I pull out my phone to call Mo, then pause. She’s got her hands full with mum right now. Why add to her worries? And besides, this isn’t a secure voice terminal: I can’t safely say everything that needs to be said. (The compulsion to confidentiality runs deep, backed up by my oath of office. To knowingly break it risks very unpleasant consequences.) I’m about to put my phone away when Andy clears his throat. He’s standing right behind me, an unlit cigarette pinched between two fingers. “Bob?”

I take another deep breath. “Yeah?”

“Want to talk?”

I nod. “Where?”

“The clubhouse . . .”

I follow him, out through a door onto the concrete balcony at the back of the New Annexe that leads to the external fire escape. We call it the clubhouse in jest: it’s where the smokers hang out, exposed to the elements. There’s a sand bucket half-submerged in scorched fag-ends sitting by the door. I wait while Andy lights up. His fingers are shaking slightly, I see. He’s skinny, tall, about five years older than me. Four grades higher, too, managing the head-office side of various ops that it’s not sensible to ask about. Wears a suit, watches the world from behind a slightly sniffy air of academic amusement, as if nothing really matters very much. But his detachment is gone now, blown away like a shred of smoke on the wind.

“What do you make of it?” he asks, bluntly.

I look at his cigarette, for a moment wishing I smoked. “It’s not looking good. As signs of the apocalypse go, the last office Christmas party ever is a bit of a red flag.”

Andy hides a cough with his fist. “I sincerely hope not.”

“What’s Kringle’s track record?” I ask. “Surely he’s been pulling rabbits out of hats long enough we can run a Bayesian analysis and see how well he . . .” I trail off, seeing Andy’s expression.

“He’s one of the best precognitives we’ve ever had, so I’m told. And what he’s saying backs up Dr. Mike’s revised time frame for CASE NIGHTMARE GREEN.” (The end of the world, when—in the words of the mad seer—
the stars come right
. It’s actually a seventy-year long window during which the power of magic multiplies monstrously, and alien horrors from the dark ages before the big bang become accessible to any crack-brained preacher with a yen to talk to the devil. We thought we had a few years’ grace: according to Dr. Mike our calculations are wrong, and the window began to open nine months ago.) “Something
really bad
is coming. If Kringle can’t see through to next December 24th, then, well, he probably won’t be alive then.”

“So he stares into the void, and the void stares back. Maybe
he
won’t be alive.” I’m clutching at straws. “I don’t suppose there’s any chance he’s just going to be run over by a bus?”

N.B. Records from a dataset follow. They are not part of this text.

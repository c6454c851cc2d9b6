//! Command dispatch: bridges CLI args -> resource endpoints -> output formatting.

pub mod config_cmd;
pub mod records;
pub mod util;
pub mod watch;

use recdesk_core::{Desk, Resource, ResourceApi};

use crate::cli::{Command, GlobalOpts, ResourceKind};
use crate::error::CliError;

/// Dispatch a backend-bound command to the endpoints of its resource.
pub async fn dispatch(cmd: Command, desk: &Desk, global: &GlobalOpts) -> Result<(), CliError> {
    let api = desk.api()?;
    let Some(kind) = cmd.resource() else {
        return Err(CliError::Internal(
            "config and completions are handled before dispatch".into(),
        ));
    };

    match kind {
        ResourceKind::Assets => run(&api.assets, kind, cmd, global).await,
        ResourceKind::Incomings => run(&api.incomings, kind, cmd, global).await,
        ResourceKind::Outgoings => run(&api.outgoings, kind, cmd, global).await,
        ResourceKind::DeathCases => run(&api.death_cases, kind, cmd, global).await,
        ResourceKind::PrisonCases => run(&api.prison_cases, kind, cmd, global).await,
        ResourceKind::PurchaseOrders => run(&api.purchase_orders, kind, cmd, global).await,
        ResourceKind::CollectionOrders => run(&api.collection_orders, kind, cmd, global).await,
        ResourceKind::Users => run(&api.users, kind, cmd, global).await,
        ResourceKind::Logs => run(&api.logs, kind, cmd, global).await,
    }
}

async fn run<R: Resource>(
    api: &ResourceApi<R>,
    kind: ResourceKind,
    cmd: Command,
    global: &GlobalOpts,
) -> Result<(), CliError> {
    match cmd {
        Command::List { .. } => records::list(api, global).await,
        Command::Get { id, .. } => records::get(api, kind, id, global).await,
        Command::Create { payload, .. } => records::create(api, kind, &payload, global).await,
        Command::Update { id, payload, .. } => {
            records::update(api, kind, id, &payload, global).await
        }
        Command::Delete { id, .. } => records::delete(api, kind, id, global).await,
        Command::Watch(args) => watch::handle(api, kind, &args, global).await,
        Command::Config(_) | Command::Completions(_) => Err(CliError::Internal(
            "config and completions are handled before dispatch".into(),
        )),
    }
}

Andy gives me a Look, of a kind I’ve been beginning to recognize more since the business in Brookwood—infinite existential despair tempered with a goodly dose of rage against the inevitable, dammed up behind a stiff upper lip. To be fair, I’ve been handing out a fair number of them myself. “I have no idea. Frankly, it’s all a bit vague. Precog fugues aren’t deterministic, Bob: worse, they tend to disrupt whatever processes they’re predicting the outcome of. That’s why Forecasting Ops are so big on statistical analysis. If Kringle said we won’t see another Christmas party, you can bet they’ve rolled the dice more than the bare minimum to fit the confidence interval.”